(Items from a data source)

-=-=-

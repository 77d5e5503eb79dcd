//! Gapless scheduling of decoded PCM on the output clock
//!
//! Buffers are laid end to end on a cursor (`next_free_time`). If the cursor
//! falls behind the device clock (network stall, late batch) it jumps to
//! the clock plus a small lead, since a start time in the past would be
//! clipped.

use std::collections::VecDeque;

use crate::audio::analyser::SharedAnalyser;
use crate::audio::output::{AudioOutput, SourceId};
use crate::audio::pcm::pcm_to_stereo;

/// A source connected to the graph and when it finishes
#[derive(Debug, Clone, Copy, PartialEq)]
pub struct ScheduledBuffer {
    pub id: SourceId,
    pub end_time: f64,
}

/// Round to 2 decimal places
fn round_centis(seconds: f64) -> f64 {
    (seconds * 100.0).round() / 100.0
}

/// Cursor-based PCM scheduler owning one output device
pub struct PcmScheduler {
    output: Box<dyn AudioOutput>,
    next_free_time: f64,
    scheduled: VecDeque<ScheduledBuffer>,
    resync_epsilon: f64,
    resyncs: u64,
}

impl PcmScheduler {
    /// `resync_epsilon` is in seconds
    pub fn new(output: Box<dyn AudioOutput>, resync_epsilon: f64) -> Self {
        Self {
            output,
            next_free_time: 0.0,
            scheduled: VecDeque::new(),
            resync_epsilon,
            resyncs: 0,
        }
    }

    /// Schedule interleaved 16-bit stereo PCM right after everything already queued
    pub fn schedule_pcm(&mut self, pcm: &[u8]) -> SourceId {
        let buffer = pcm_to_stereo(pcm);
        let duration = buffer.duration();

        let now = self.output.current_time();
        if self.next_free_time < now {
            tracing::debug!(
                "Playback cursor {:.3}s behind clock {:.3}s, resyncing",
                now - self.next_free_time,
                now
            );
            self.next_free_time = now + self.resync_epsilon;
            self.resyncs += 1;
        }

        let start = self.next_free_time;
        let id = self.output.start_source(buffer, start);

        self.prune(now);
        self.scheduled.push_back(ScheduledBuffer {
            id,
            end_time: start + duration,
        });

        // The trailing guard frame is absorbed by the rounding
        self.next_free_time += round_centis(duration);
        id
    }

    /// Disconnect every source that has finished by `now`
    pub fn prune(&mut self, now: f64) {
        let output = &mut self.output;
        self.scheduled.retain(|entry| {
            if entry.end_time < now {
                output.disconnect_source(entry.id);
                false
            } else {
                true
            }
        });
    }

    /// Stop and disconnect everything queued; the cursor snaps to the clock
    pub fn clear(&mut self) {
        let now = self.output.current_time();
        for entry in self.scheduled.drain(..) {
            self.output.stop_source(entry.id, now);
            self.output.disconnect_source(entry.id);
        }
        self.next_free_time = now;
    }

    /// Flush and release the output device
    pub fn close(mut self) {
        self.clear();
        self.output.close();
    }

    pub fn next_free_time(&self) -> f64 {
        self.next_free_time
    }

    /// Sources currently registered
    pub fn scheduled(&self) -> impl Iterator<Item = &ScheduledBuffer> {
        self.scheduled.iter()
    }

    pub fn scheduled_len(&self) -> usize {
        self.scheduled.len()
    }

    /// Seconds of audio queued ahead of the clock
    pub fn buffered_ahead(&self) -> f64 {
        (self.next_free_time - self.output.current_time()).max(0.0)
    }

    /// Times the cursor had to jump forward to the clock
    pub fn resync_count(&self) -> u64 {
        self.resyncs
    }

    pub fn current_time(&self) -> f64 {
        self.output.current_time()
    }

    pub fn ramp_gain(&mut self, target: f32, duration: f64) {
        self.output.ramp_gain(target, duration);
    }

    pub fn gain(&self) -> f32 {
        self.output.gain()
    }

    pub fn analyser(&self) -> SharedAnalyser {
        self.output.analyser()
    }
}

-=-=-

All of the records above are to be returned exactly as they stand.

• [TASK OUTPUT]
repository 77d5e5503eb79dcd
//! Gapless scheduling of decoded PCM on the output clock
//!
//! Buffers are laid end to end on a cursor (`next_free_time`). If the cursor
//! falls behind the device clock (network stall, late batch) it jumps to
//! the clock plus a small lead, since a start time in the past would be
//! clipped.

use std::collections::VecDeque;

use crate::audio::analyser::SharedAnalyser;
use crate::audio::output::{AudioOutput, SourceId};
use crate::audio::pcm::pcm_to_stereo;

/// A source connected to the graph and when it finishes
#[derive(Debug, Clone, Copy, PartialEq)]
pub struct ScheduledBuffer {
    pub id: SourceId,
    pub end_time: f64,
}

/// Round to 2 decimal places
fn round_centis(seconds: f64) -> f64 {
    (seconds * 100.0).round() / 100.0
}

/// Cursor-based PCM scheduler owning one output device
pub struct PcmScheduler {
    output: Box<dyn AudioOutput>,
    next_free_time: f64,
    scheduled: VecDeque<ScheduledBuffer>,
    resync_epsilon: f64,
    resyncs: u64,
}

impl PcmScheduler {
    /// `resync_epsilon` is in seconds
    pub fn new(output: Box<dyn AudioOutput>, resync_epsilon: f64) -> Self {
        Self {
            output,
            next_free_time: 0.0,
            scheduled: VecDeque::new(),
            resync_epsilon,
            resyncs: 0,
        }
    }

    /// Schedule interleaved 16-bit stereo PCM right after everything already queued
    pub fn schedule_pcm(&mut self, pcm: &[u8]) -> SourceId {
        let buffer = pcm_to_stereo(pcm);
        let duration = buffer.duration();

        let now = self.output.current_time();
        if self.next_free_time < now {
            tracing::debug!(
                "Playback cursor {:.3}s behind clock {:.3}s, resyncing",
                now - self.next_free_time,
                now
            );
            self.next_free_time = now + self.resync_epsilon;
            self.resyncs += 1;
        }

        let start = self.next_free_time;
        let id = self.output.start_source(buffer, start);

        self.prune(now);
        self.scheduled.push_back(ScheduledBuffer {
            id,
            end_time: start + duration,
        });

        // The trailing guard frame is absorbed by the rounding
        self.next_free_time += round_centis(duration);
        id
    }

    /// Disconnect every source that has finished by `now`
    pub fn prune(&mut self, now: f64) {
        let output = &mut self.output;
        self.scheduled.retain(|entry| {
            if entry.end_time < now {
                output.disconnect_source(entry.id);
                false
            } else {
                true
            }
        });
    }

    /// Stop and disconnect everything queued; the cursor snaps to the clock
    pub fn clear(&mut self) {
        let now = self.output.current_time();
        for entry in self.scheduled.drain(..) {
            self.output.stop_source(entry.id, now);
            self.output.disconnect_source(entry.id);
        }
        self.next_free_time = now;
    }

    /// Flush and release the output device
    pub fn close(mut self) {
        self.clear();
        self.output.close();
    }

    pub fn next_free_time(&self) -> f64 {
        self.next_free_time
    }

    /// Sources currently registered
    pub fn scheduled(&self) -> impl Iterator<Item = &ScheduledBuffer> {
        self.scheduled.iter()
    }

    pub fn scheduled_len(&self) -> usize {
        self.scheduled.len()
    }

    /// Seconds of audio queued ahead of the clock
    pub fn buffered_ahead(&self) -> f64 {
        (self.next_free_time - self.output.current_time()).max(0.0)
    }

    /// Times the cursor had to jump forward to the clock
    pub fn resync_count(&self) -> u64 {
        self.resyncs
    }

    pub fn current_time(&self) -> f64 {
        self.output.current_time()
    }

    pub fn ramp_gain(&mut self, target: f32, duration: f64) {
        self.output.ramp_gain(target, duration);
    }

    pub fn gain(&self) -> f32 {
        self.output.gain()
    }

    pub fn analyser(&self) -> SharedAnalyser {
        self.output.analyser()
    }
}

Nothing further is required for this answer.